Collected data
----

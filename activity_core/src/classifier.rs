use rust_decimal::Decimal;
use tracing::trace;

use crate::details;
use crate::engine::EngineConfig;
use crate::flow::{self, NativeFlow};
use crate::patterns::token_symbol;
use crate::types::{ClassifiedOperation, OperationKind, RawTransactionRecord, TransactionGroup};

/// Counterparties longer than this are shortened in labels
const MAX_COUNTERPARTY_CHARS: usize = 20;
const SHORTENED_COUNTERPARTY_CHARS: usize = 17;

/// Classify one group for `account`.
///
/// Rules are tried in priority order and the first match wins:
/// claim, swap, native transfer, token transfer, dust suppression, contract call.
pub fn classify(group: &TransactionGroup, account: &str, config: &EngineConfig) -> ClassifiedOperation {
    let flow = flow::accumulate(&group.members, account, config.dust_threshold);
    let kind = decide(group, account, &flow, config);
    trace!("Group {} classified as {:?}", group.operation_id, kind.category());
    build_operation(group, kind, flow, config)
}

fn decide(
    group: &TransactionGroup,
    account: &str,
    flow: &NativeFlow,
    config: &EngineConfig,
) -> OperationKind {
    let Some(first) = group.relevant_members().next() else {
        return OperationKind::Hidden;
    };
    let contracts = &group.involved_contracts;
    let member_count = group.relevant_count();
    let patterns = &config.patterns;

    if let Some((protocol, icon)) = patterns.claim_protocol(contracts) {
        return OperationKind::Claim {
            protocol: protocol.to_string(),
            icon: icon.to_string(),
        };
    }

    let dex_venue = patterns.dex_venue(contracts);
    if let Some(venue) = dex_venue {
        if member_count > 1 {
            return OperationKind::Swap {
                venue: venue.to_string(),
                sent: flow.sent,
                received: flow.received,
                token_symbol: None,
            };
        }
    }

    // The side the transfer is shown on has to carry a visible amount
    if member_count == 1 && dex_venue.is_none() {
        let outgoing = is_outgoing(first, account, flow);
        let moved = if outgoing { flow.sent } else { flow.received };
        if moved > config.visibility_threshold {
            return native_transfer(first, outgoing);
        }
    }

    if let Some((contract, convention)) = patterns.token_contract(contracts) {
        let symbol = token_symbol(contract, convention);
        let contract = contract.to_string();
        return if first.from_account == account {
            OperationKind::TokenOut { symbol, contract }
        } else {
            OperationKind::TokenIn { symbol, contract }
        };
    }

    if flow.total() < config.hide_threshold && member_count <= 2 {
        return OperationKind::Hidden;
    }

    OperationKind::ContractCall { member_count }
}

fn is_outgoing(first: &RawTransactionRecord, account: &str, flow: &NativeFlow) -> bool {
    if first.from_account == account {
        true
    } else if first.to_account == account {
        false
    } else {
        flow.sent >= flow.received
    }
}

fn native_transfer(first: &RawTransactionRecord, outgoing: bool) -> OperationKind {
    if outgoing {
        OperationKind::TransferOut {
            counterparty: first.to_account.clone(),
        }
    } else {
        OperationKind::TransferIn {
            counterparty: first.from_account.clone(),
        }
    }
}

/// Shorten long account ids to 17 characters plus an ellipsis
pub fn shorten_account(account: &str) -> String {
    if account.chars().count() > MAX_COUNTERPARTY_CHARS {
        let prefix: String = account.chars().take(SHORTENED_COUNTERPARTY_CHARS).collect();
        format!("{}...", prefix)
    } else {
        account.to_string()
    }
}

/// Icon, label, amount and amount visibility for a kind
pub(crate) fn present<'k>(
    kind: &'k OperationKind,
    flow: &NativeFlow,
    dust: Decimal,
    visible: Decimal,
) -> (&'k str, String, Decimal, bool) {
    match kind {
        OperationKind::Claim { protocol, icon } => {
            (icon.as_str(), format!("Claim {}", protocol), Decimal::ZERO, false)
        }
        OperationKind::Swap {
            venue,
            sent,
            received,
            token_symbol,
        } => {
            let amount = (*sent - *received).abs();
            let label = match token_symbol {
                Some(symbol) => format!("Swap {} NEAR → {} ({})", sent.normalize(), symbol, venue),
                None if received > sent => format!("Swap ({}): NEAR received", venue),
                None => format!("Swap ({}): NEAR sent", venue),
            };
            ("🔄", label, amount, amount > dust)
        }
        OperationKind::TransferOut { counterparty } => (
            "📤",
            format!("Sent → {}", shorten_account(counterparty)),
            flow.sent,
            true,
        ),
        OperationKind::TransferIn { counterparty } => (
            "📥",
            format!("Received ← {}", shorten_account(counterparty)),
            flow.received,
            true,
        ),
        OperationKind::TokenOut { symbol, .. } => {
            ("🪙", format!("Sent {}", symbol), Decimal::ZERO, false)
        }
        OperationKind::TokenIn { symbol, .. } => {
            ("🪙", format!("Received {}", symbol), Decimal::ZERO, false)
        }
        OperationKind::ContractCall { member_count } => (
            "📝",
            format!("Contract call ({} transactions)", member_count),
            flow.sent,
            flow.sent > visible,
        ),
        OperationKind::Hidden => ("", "Hidden".to_string(), Decimal::ZERO, false),
    }
}

fn build_operation(
    group: &TransactionGroup,
    kind: OperationKind,
    flow: NativeFlow,
    config: &EngineConfig,
) -> ClassifiedOperation {
    let (icon, label, amount, show_amount) =
        present(&kind, &flow, config.dust_threshold, config.visibility_threshold);
    ClassifiedOperation {
        category: kind.category(),
        icon: icon.to_string(),
        kind,
        label,
        amount,
        show_amount,
        timestamp_nanos: group.timestamp_nanos,
        member_count: group.relevant_count(),
        operation_ids: vec![group.operation_id.clone()],
        net_sent: flow.sent,
        net_received: flow.received,
        gas_fee: details::total_gas(&group.members),
        involved_contracts: group.involved_contracts.clone(),
        usd_value: None,
    }
}

#[cfg(test)]
mod tests {
    use super::*;
    use crate::fixtures::{near, single_group, RecordBuilder, ACCOUNT, T0};
    use crate::types::Category;

    fn classify_records(records: Vec<RawTransactionRecord>) -> ClassifiedOperation {
        classify(&single_group(records), ACCOUNT, &EngineConfig::default())
    }

    #[test]
    fn test_simple_outgoing_transfer() {
        let counterparty = "a-very-long-counterparty-account.near";
        let op = classify_records(vec![
            RecordBuilder::new("tx1", T0, ACCOUNT, counterparty).deposit(&near(2)).build(),
        ]);

        assert_eq!(op.category, Category::TransferOut);
        assert_eq!(op.amount, Decimal::from(2));
        assert!(op.show_amount);
        assert!(op.label.contains("a-very-long-count..."));
        assert!(!op.label.contains(counterparty));
        assert_eq!(
            op.kind,
            OperationKind::TransferOut {
                counterparty: counterparty.to_string()
            }
        );
    }

    #[test]
    fn test_simple_incoming_transfer() {
        let op = classify_records(vec![
            RecordBuilder::new("tx1", T0, "bob.near", ACCOUNT).deposit(&near(7)).build(),
        ]);
        assert_eq!(op.category, Category::TransferIn);
        assert_eq!(op.amount, Decimal::from(7));
        assert_eq!(op.label, "Received ← bob.near");
    }

    #[test]
    fn test_claim_beats_everything() {
        let op = classify_records(vec![
            RecordBuilder::new("tx1", T0, ACCOUNT, "game.hot.tg").call("claim", serde_json::json!({})).build(),
            RecordBuilder::new("tx1", T0, "game.hot.tg", "v2.ref-finance.near").build(),
        ]);
        assert_eq!(op.category, Category::Claim);
        assert_eq!(op.label, "Claim HOT");
        assert_eq!(op.icon, "🔥");
        assert!(!op.show_amount);

        let moon = classify_records(vec![
            RecordBuilder::new("tx2", T0, ACCOUNT, "harvest-moon.near").build(),
        ]);
        assert_eq!(moon.label, "Claim MOON");
        assert_eq!(moon.icon, "🎁");
    }

    #[test]
    fn test_claim_icon_comes_from_pattern_table() {
        let mut config = EngineConfig::default();
        config.patterns = config.patterns.with_claim("kaiching", "KAI");
        let op = classify(
            &single_group(vec![RecordBuilder::new("tx1", T0, ACCOUNT, "kaiching.near").build()]),
            ACCOUNT,
            &config,
        );
        assert_eq!(
            op.kind,
            OperationKind::Claim {
                protocol: "KAI".to_string(),
                icon: "🎁".to_string(),
            }
        );
        assert_eq!(op.icon, "🎁");
    }

    #[test]
    fn test_swap_requires_multiple_members() {
        let op = classify_records(vec![
            RecordBuilder::new("tx1", T0, ACCOUNT, "v2.ref-finance.near").deposit(&near(3)).build(),
            RecordBuilder::new("tx1", T0, "v2.ref-finance.near", "token.v2.ref-finance.near").build(),
        ]);
        assert_eq!(op.category, Category::Swap);
        assert_eq!(op.amount, Decimal::from(3));
        assert!(op.show_amount);
        assert_eq!(op.label, "Swap (Ref Finance): NEAR sent");

        let single = classify_records(vec![
            RecordBuilder::new("tx2", T0, ACCOUNT, "v2.ref-finance.near").deposit(&near(3)).build(),
        ]);
        assert_eq!(single.category, Category::ContractCall);
        assert!(single.show_amount);
    }

    #[test]
    fn test_swap_received_side_dominates() {
        let op = classify_records(vec![
            RecordBuilder::new("tx1", T0, ACCOUNT, "dclv2.rhea.near").build(),
            RecordBuilder::new("tx1", T0, "dclv2.rhea.near", ACCOUNT).deposit(&near(4)).build(),
        ]);
        assert_eq!(op.category, Category::Swap);
        assert_eq!(op.label, "Swap (RHEA): NEAR received");
        assert_eq!(op.amount, Decimal::from(4));
    }

    #[test]
    fn test_token_transfer_direction_and_symbol() {
        let out = classify_records(vec![
            RecordBuilder::new("tx1", T0, ACCOUNT, "lonk-1.meme-cooking.near")
                .deposit("1")
                .call("ft_transfer", serde_json::json!({ "receiver_id": "bob.near", "amount": "100" }))
                .build(),
        ]);
        assert_eq!(out.category, Category::TokenOut);
        assert_eq!(out.label, "Sent LONK");
        assert!(!out.show_amount);

        let incoming = classify_records(vec![
            RecordBuilder::new("tx2", T0, "bob.near", "blackdragon.tkn.near").build(),
        ]);
        assert_eq!(incoming.category, Category::TokenIn);
        assert_eq!(incoming.label, "Received BLACKDRAGON");
    }

    #[test]
    fn test_dust_group_is_hidden() {
        let op = classify_records(vec![
            RecordBuilder::new("tx1", T0, ACCOUNT, "someapp.near").call("ping", serde_json::json!({})).build(),
        ]);
        assert_eq!(op.category, Category::Hidden);
        assert!(op.is_hidden());
    }

    #[test]
    fn test_refund_only_call_is_not_a_transfer() {
        // the account sends nothing; the only NEAR moving is a refund back to it
        let op = classify_records(vec![
            RecordBuilder::new("tx1", T0, ACCOUNT, "someapp.near").call("ping", serde_json::json!({})).build(),
            RecordBuilder::new("tx1", T0, "system", ACCOUNT).deposit(&near(1)).build(),
        ]);
        assert_eq!(op.category, Category::ContractCall);
        assert_eq!(op.net_received, Decimal::from(1));
        assert!(!op.show_amount);
    }

    #[test]
    fn test_shown_transfer_amount_is_never_zero() {
        let op = classify_records(vec![
            RecordBuilder::new("tx1", T0, ACCOUNT, "bob.near").deposit(&near(3)).build(),
            RecordBuilder::new("tx1", T0, "system", ACCOUNT).deposit(&near(1)).build(),
        ]);
        assert_eq!(op.category, Category::TransferOut);
        assert_eq!(op.amount, Decimal::from(3));
        assert!(op.show_amount);
    }

    #[test]
    fn test_contract_call_fallback() {
        let op = classify_records(vec![
            RecordBuilder::new("tx1", T0, ACCOUNT, "someapp.near").build(),
            RecordBuilder::new("tx1", T0, "someapp.near", "other.near").build(),
            RecordBuilder::new("tx1", T0, "other.near", "third.near").build(),
        ]);
        assert_eq!(op.category, Category::ContractCall);
        assert_eq!(op.label, "Contract call (3 transactions)");
        assert!(!op.show_amount);
    }

    #[test]
    fn test_only_system_rows_are_hidden() {
        let op = classify_records(vec![
            RecordBuilder::new("tx1", T0, "system", ACCOUNT).deposit(&near(1)).build(),
        ]);
        assert_eq!(op.category, Category::Hidden);
        // refunds still count towards flow
        assert_eq!(op.net_received, Decimal::from(1));
    }

    #[test]
    fn test_classification_is_idempotent() {
        let group = single_group(vec![
            RecordBuilder::new("tx1", T0, ACCOUNT, "v2.ref-finance.near").deposit(&near(1)).build(),
            RecordBuilder::new("tx1", T0, "v2.ref-finance.near", ACCOUNT).deposit("5").build(),
        ]);
        let config = EngineConfig::default();
        assert_eq!(classify(&group, ACCOUNT, &config), classify(&group, ACCOUNT, &config));
    }

    #[test]
    fn test_shorten_account() {
        assert_eq!(shorten_account("bob.near"), "bob.near");
        assert_eq!(shorten_account("exactly-twenty-chars"), "exactly-twenty-chars");
        assert_eq!(
            shorten_account("0123456789abcdef0123456789abcdef01234567"),
            "0123456789abcdef0..."
        );
    }
}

----

## [REQUIRED ACTION]
Using the records above, output exactly the lines from the first through the line that contains "if let Some((protocol, icon))", with both of those included.

## [SOLUTION TO THE PROBLEM]
filename activity_core/src/classifier.rs
use rust_decimal::Decimal;
use tracing::trace;

use crate::details;
use crate::engine::EngineConfig;
use crate::flow::{self, NativeFlow};
use crate::patterns::token_symbol;
use crate::types::{ClassifiedOperation, OperationKind, RawTransactionRecord, TransactionGroup};

/// Counterparties longer than this are shortened in labels
const MAX_COUNTERPARTY_CHARS: usize = 20;
const SHORTENED_COUNTERPARTY_CHARS: usize = 17;

/// Classify one group for `account`.
///
/// Rules are tried in priority order and the first match wins:
/// claim, swap, native transfer, token transfer, dust suppression, contract call.
pub fn classify(group: &TransactionGroup, account: &str, config: &EngineConfig) -> ClassifiedOperation {
    let flow = flow::accumulate(&group.members, account, config.dust_threshold);
    let kind = decide(group, account, &flow, config);
    trace!("Group {} classified as {:?}", group.operation_id, kind.category());
    build_operation(group, kind, flow, config)
}

fn decide(
    group: &TransactionGroup,
    account: &str,
    flow: &NativeFlow,
    config: &EngineConfig,
) -> OperationKind {
    let Some(first) = group.relevant_members().next() else {
        return OperationKind::Hidden;
    };
    let contracts = &group.involved_contracts;
    let member_count = group.relevant_count();
    let patterns = &config.patterns;

    if let Some((protocol, icon)) = patterns.claim_protocol(contracts) {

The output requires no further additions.